Supplied data:
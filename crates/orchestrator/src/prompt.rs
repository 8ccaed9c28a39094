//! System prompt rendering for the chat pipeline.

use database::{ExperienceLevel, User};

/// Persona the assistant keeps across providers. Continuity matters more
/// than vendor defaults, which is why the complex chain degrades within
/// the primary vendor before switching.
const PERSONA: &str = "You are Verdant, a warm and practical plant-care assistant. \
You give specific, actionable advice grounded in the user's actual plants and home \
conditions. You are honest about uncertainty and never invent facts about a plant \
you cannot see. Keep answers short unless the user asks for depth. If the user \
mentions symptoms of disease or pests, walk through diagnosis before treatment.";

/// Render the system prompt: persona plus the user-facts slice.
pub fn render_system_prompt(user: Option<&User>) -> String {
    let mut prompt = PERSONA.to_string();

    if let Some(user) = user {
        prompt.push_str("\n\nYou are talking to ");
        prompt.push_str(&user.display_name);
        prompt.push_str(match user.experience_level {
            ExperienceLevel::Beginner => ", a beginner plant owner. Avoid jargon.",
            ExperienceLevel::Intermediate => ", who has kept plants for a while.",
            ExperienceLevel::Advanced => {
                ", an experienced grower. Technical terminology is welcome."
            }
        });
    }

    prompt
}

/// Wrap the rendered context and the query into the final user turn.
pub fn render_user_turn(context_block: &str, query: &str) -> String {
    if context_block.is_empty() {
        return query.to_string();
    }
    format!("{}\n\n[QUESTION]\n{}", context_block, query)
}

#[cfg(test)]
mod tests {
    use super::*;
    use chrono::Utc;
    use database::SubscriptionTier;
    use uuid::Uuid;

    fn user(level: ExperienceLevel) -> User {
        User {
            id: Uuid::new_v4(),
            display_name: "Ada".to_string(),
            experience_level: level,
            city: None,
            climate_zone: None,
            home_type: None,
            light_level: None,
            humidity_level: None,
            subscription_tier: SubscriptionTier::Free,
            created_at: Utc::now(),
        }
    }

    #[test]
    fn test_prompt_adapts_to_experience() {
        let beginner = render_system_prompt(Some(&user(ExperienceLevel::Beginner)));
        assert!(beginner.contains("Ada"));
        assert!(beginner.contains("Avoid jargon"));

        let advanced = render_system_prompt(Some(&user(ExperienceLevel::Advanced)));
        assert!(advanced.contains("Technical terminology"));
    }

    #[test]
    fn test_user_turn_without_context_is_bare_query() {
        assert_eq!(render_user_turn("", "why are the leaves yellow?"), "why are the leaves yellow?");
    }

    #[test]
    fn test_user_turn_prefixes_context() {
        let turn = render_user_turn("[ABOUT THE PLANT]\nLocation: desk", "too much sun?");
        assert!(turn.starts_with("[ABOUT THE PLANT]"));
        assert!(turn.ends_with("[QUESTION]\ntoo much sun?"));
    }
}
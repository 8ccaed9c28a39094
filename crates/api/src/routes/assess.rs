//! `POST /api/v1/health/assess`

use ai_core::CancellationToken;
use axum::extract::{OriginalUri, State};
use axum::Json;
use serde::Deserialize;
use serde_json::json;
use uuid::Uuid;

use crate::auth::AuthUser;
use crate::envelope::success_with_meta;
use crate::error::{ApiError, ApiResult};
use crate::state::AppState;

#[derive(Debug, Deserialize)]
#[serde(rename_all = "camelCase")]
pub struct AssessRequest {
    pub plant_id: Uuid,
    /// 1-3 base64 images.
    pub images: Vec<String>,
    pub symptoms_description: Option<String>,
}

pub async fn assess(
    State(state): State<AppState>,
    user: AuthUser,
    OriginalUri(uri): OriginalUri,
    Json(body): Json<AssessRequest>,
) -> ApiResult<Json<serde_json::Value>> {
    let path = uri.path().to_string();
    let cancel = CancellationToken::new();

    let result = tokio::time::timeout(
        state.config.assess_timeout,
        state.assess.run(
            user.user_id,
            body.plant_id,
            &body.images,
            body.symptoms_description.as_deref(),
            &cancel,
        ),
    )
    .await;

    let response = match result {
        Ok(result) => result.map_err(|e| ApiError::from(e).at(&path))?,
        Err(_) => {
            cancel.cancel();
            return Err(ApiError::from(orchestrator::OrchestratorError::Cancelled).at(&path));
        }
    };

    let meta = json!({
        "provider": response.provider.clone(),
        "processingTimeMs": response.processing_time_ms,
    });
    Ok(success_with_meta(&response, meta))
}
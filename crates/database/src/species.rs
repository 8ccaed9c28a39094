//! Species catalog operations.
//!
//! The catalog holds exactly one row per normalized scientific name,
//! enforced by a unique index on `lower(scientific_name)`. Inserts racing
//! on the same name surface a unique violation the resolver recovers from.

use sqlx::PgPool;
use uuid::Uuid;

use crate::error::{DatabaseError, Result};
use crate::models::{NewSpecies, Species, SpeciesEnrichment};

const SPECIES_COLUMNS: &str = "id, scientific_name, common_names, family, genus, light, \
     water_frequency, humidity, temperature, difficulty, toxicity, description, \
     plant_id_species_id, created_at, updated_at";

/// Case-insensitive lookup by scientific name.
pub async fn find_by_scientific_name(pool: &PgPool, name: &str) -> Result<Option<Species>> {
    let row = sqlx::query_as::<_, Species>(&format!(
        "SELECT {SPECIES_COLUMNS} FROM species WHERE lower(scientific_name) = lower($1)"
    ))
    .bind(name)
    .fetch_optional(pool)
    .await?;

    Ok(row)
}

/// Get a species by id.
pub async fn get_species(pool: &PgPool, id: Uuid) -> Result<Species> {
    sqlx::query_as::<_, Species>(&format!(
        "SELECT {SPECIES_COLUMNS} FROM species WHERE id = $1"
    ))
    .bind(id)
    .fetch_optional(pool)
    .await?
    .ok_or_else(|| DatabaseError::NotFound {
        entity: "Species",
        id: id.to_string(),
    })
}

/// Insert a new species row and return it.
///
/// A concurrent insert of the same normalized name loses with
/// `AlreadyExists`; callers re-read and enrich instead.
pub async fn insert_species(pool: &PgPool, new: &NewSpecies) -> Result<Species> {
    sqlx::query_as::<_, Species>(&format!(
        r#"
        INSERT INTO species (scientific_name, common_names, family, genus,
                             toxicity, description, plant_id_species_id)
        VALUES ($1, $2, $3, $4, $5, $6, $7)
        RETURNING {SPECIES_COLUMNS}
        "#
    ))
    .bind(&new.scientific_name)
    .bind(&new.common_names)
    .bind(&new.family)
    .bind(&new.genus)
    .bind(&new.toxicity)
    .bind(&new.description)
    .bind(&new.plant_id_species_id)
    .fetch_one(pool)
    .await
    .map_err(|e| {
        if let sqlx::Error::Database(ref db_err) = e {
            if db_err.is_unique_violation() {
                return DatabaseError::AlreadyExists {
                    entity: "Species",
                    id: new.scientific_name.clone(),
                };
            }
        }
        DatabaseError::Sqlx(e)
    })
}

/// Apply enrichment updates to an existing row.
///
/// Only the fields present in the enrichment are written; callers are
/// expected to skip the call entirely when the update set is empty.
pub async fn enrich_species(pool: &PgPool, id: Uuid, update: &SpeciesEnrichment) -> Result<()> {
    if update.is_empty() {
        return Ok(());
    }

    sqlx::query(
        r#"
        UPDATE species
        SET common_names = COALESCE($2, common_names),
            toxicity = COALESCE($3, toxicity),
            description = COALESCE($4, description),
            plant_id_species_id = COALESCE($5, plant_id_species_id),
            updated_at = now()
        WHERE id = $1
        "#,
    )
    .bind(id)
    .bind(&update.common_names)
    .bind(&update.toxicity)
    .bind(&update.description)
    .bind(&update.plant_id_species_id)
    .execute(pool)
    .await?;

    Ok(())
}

Assignment: For the string "AuthUser", give the number of lines in the data that contain it, and only that number.

Expected answer: 2